'''

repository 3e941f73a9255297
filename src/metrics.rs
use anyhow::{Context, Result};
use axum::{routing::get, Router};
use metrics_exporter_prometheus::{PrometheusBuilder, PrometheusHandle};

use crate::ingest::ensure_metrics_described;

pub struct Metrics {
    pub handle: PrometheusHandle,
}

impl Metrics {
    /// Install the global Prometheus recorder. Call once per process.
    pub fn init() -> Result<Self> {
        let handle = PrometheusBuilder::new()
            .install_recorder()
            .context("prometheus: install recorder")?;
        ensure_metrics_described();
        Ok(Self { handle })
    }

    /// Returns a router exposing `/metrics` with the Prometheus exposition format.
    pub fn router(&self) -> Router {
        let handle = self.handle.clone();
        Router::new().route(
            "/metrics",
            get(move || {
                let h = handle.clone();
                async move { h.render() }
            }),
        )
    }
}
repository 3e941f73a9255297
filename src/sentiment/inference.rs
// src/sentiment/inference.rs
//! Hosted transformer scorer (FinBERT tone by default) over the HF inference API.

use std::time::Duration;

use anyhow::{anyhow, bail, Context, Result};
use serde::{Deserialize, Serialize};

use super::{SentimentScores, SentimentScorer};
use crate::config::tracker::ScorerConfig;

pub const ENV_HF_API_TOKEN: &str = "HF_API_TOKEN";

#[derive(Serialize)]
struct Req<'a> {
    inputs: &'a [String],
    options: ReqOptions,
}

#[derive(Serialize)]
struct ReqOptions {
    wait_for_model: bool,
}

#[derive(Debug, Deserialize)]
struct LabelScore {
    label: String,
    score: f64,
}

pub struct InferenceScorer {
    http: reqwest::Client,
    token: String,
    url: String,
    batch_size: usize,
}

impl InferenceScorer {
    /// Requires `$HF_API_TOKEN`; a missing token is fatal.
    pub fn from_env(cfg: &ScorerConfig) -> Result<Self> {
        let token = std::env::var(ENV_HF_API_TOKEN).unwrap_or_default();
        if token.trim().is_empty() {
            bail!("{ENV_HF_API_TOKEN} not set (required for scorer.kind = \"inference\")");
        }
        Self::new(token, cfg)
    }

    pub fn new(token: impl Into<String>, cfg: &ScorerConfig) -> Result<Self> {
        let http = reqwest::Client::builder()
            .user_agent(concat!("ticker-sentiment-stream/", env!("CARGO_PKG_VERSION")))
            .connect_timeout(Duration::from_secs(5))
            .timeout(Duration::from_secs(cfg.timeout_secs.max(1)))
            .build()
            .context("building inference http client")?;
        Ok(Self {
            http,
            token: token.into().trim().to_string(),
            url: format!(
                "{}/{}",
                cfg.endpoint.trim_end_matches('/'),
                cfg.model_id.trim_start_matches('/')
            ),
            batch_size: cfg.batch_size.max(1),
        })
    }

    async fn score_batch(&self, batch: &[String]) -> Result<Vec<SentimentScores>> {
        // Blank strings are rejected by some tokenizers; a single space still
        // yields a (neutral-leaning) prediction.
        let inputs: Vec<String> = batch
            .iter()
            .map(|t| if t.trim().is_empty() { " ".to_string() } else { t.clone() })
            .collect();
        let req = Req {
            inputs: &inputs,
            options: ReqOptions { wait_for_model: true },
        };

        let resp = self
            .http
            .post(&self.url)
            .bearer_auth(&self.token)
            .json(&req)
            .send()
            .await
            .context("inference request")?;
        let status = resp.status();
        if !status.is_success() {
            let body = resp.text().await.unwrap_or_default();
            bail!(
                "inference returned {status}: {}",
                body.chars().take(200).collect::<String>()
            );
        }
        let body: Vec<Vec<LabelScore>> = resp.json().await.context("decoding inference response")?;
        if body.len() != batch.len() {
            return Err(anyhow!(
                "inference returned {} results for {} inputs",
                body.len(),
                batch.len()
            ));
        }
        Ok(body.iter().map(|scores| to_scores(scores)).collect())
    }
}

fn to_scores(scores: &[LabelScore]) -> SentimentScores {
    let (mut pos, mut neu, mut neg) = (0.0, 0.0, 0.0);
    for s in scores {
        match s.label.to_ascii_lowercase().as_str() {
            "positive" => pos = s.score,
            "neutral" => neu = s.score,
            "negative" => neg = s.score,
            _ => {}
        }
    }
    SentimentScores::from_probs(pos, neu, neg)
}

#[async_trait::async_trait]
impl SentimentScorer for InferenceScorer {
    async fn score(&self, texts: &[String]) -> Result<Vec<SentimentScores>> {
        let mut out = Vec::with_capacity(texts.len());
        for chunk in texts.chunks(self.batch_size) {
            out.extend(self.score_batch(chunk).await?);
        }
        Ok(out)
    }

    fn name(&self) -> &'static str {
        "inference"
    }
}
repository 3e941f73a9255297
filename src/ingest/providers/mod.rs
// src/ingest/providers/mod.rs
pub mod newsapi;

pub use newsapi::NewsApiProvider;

'''
'''

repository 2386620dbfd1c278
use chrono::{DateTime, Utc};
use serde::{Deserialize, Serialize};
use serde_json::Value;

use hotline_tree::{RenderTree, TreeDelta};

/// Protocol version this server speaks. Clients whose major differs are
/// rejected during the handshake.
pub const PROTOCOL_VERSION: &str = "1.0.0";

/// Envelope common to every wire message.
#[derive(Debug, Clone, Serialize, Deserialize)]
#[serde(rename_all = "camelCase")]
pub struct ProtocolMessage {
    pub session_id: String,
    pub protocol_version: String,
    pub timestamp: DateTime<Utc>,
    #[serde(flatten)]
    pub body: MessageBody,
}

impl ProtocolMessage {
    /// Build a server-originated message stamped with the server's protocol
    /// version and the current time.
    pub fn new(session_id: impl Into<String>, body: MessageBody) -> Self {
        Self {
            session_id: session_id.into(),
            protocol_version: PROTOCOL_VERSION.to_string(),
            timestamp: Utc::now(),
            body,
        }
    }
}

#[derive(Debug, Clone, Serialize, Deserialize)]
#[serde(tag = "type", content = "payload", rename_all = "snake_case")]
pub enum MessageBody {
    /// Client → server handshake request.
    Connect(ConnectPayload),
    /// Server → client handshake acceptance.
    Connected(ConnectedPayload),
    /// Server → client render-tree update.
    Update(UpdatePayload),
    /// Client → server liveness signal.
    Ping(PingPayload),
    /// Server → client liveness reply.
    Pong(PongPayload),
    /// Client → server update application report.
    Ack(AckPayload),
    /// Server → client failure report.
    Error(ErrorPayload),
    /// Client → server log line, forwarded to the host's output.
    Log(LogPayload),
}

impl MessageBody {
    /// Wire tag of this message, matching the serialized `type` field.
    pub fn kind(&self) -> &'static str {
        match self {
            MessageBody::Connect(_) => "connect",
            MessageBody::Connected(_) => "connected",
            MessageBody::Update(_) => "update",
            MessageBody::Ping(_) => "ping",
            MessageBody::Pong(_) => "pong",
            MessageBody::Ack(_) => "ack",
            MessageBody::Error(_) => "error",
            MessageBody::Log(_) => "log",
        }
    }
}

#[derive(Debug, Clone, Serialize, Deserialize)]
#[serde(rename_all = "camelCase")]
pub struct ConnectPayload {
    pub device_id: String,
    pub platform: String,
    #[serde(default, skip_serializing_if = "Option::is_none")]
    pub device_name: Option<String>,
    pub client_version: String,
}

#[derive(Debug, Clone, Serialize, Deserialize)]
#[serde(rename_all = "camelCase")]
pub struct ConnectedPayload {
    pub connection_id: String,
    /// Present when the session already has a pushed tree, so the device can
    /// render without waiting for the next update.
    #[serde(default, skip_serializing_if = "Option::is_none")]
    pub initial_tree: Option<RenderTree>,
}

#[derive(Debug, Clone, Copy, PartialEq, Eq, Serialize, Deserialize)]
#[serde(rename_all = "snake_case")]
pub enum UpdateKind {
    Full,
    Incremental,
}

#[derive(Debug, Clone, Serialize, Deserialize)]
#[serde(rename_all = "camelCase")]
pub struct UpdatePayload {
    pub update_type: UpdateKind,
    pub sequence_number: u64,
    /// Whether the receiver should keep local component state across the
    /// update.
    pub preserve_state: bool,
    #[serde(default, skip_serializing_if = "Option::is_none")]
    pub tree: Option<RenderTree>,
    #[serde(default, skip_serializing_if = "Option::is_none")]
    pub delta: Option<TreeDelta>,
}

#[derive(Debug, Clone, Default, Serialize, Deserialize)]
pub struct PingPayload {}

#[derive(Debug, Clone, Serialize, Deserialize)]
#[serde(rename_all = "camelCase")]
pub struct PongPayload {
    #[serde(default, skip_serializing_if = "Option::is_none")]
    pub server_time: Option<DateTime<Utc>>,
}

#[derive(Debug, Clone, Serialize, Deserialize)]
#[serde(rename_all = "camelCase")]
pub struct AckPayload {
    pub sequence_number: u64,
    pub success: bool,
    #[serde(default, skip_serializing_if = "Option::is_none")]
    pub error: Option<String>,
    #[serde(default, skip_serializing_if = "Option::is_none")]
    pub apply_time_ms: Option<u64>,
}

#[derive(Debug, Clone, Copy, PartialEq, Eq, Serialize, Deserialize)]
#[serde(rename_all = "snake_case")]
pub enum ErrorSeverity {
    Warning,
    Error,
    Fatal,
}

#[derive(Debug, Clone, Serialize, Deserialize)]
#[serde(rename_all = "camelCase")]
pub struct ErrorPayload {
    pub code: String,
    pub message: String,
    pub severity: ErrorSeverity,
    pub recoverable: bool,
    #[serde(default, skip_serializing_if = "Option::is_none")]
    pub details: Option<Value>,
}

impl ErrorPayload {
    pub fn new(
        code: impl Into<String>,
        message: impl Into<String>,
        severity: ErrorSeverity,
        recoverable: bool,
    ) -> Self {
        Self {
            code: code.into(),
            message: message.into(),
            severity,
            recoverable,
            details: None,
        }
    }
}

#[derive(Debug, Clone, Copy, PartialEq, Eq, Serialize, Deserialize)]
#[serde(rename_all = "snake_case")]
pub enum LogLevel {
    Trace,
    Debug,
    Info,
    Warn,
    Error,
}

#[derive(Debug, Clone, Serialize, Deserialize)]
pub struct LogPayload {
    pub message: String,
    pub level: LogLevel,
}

'''

__Work to complete__: Copy the lines of the entries above that mention "this".

__Output__:
/// Protocol version this server speaks. Clients whose major differs are
    /// Wire tag of this message, matching the serialized `type` field.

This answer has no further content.